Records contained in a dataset
....

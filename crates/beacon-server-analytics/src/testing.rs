// Copyright (c) 2025 Geoffrey Huntley <ghuntley@ghuntley.com>. All rights reserved.
// SPDX-License-Identifier: Proprietary

//! In-memory database helpers for tests.

use sqlx::sqlite::SqlitePool;

pub async fn create_test_pool() -> SqlitePool {
	SqlitePool::connect(":memory:").await.unwrap()
}

pub async fn create_sessions_table(pool: &SqlitePool) {
	sqlx::query(
		r#"
		CREATE TABLE IF NOT EXISTS user_sessions (
			id TEXT PRIMARY KEY,
			ip_address TEXT NOT NULL,
			user_agent TEXT NOT NULL,
			started_at TEXT NOT NULL,
			created_at TEXT NOT NULL,
			updated_at TEXT NOT NULL
		)
		"#,
	)
	.execute(pool)
	.await
	.unwrap();
}

pub async fn create_events_table(pool: &SqlitePool) {
	sqlx::query(
		r#"
		CREATE TABLE IF NOT EXISTS user_events (
			id TEXT PRIMARY KEY,
			session_id TEXT NOT NULL REFERENCES user_sessions(id),
			event_type TEXT NOT NULL,
			event_name TEXT NOT NULL,
			timestamp TEXT NOT NULL,
			event_data TEXT,
			created_at TEXT NOT NULL
		)
		"#,
	)
	.execute(pool)
	.await
	.unwrap();

	sqlx::query("CREATE INDEX IF NOT EXISTS idx_user_events_timestamp ON user_events(timestamp)")
		.execute(pool)
		.await
		.unwrap();
}

pub async fn create_aggregates_table(pool: &SqlitePool) {
	sqlx::query(
		r#"
		CREATE TABLE IF NOT EXISTS event_aggregates (
			id TEXT PRIMARY KEY,
			event_type TEXT NOT NULL,
			event_name TEXT NOT NULL,
			period_type TEXT NOT NULL,
			period_start TEXT NOT NULL,
			device_type TEXT,
			count INTEGER NOT NULL DEFAULT 0,
			created_at TEXT NOT NULL,
			updated_at TEXT NOT NULL,
			UNIQUE (event_type, event_name, period_type, period_start, device_type)
		)
		"#,
	)
	.execute(pool)
	.await
	.unwrap();

	sqlx::query(
		"CREATE INDEX IF NOT EXISTS idx_event_aggregates_period ON event_aggregates(period_type, period_start)",
	)
	.execute(pool)
	.await
	.unwrap();
}

pub async fn create_analytics_test_pool() -> SqlitePool {
	let pool = create_test_pool().await;
	create_sessions_table(&pool).await;
	create_events_table(&pool).await;
	create_aggregates_table(&pool).await;
	pool
}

....

WHAT NEEDS TO BE DONE
An exact copy of every line from the one containing "period_type, period_start, device_type)" through the last line of the entries is required; please add nothing.

RESPONSE FOR THIS EXERCISE
			UNIQUE (event_type, event_name, period_type, period_start, device_type)
		)
		"#,
	)
	.execute(pool)
	.await
	.unwrap();

	sqlx::query(
		"CREATE INDEX IF NOT EXISTS idx_event_aggregates_period ON event_aggregates(period_type, period_start)",
	)
	.execute(pool)
	.await
	.unwrap();
}

pub async fn create_analytics_test_pool() -> SqlitePool {
	let pool = create_test_pool().await;
	create_sessions_table(&pool).await;
	create_events_table(&pool).await;
	create_aggregates_table(&pool).await;
	pool
}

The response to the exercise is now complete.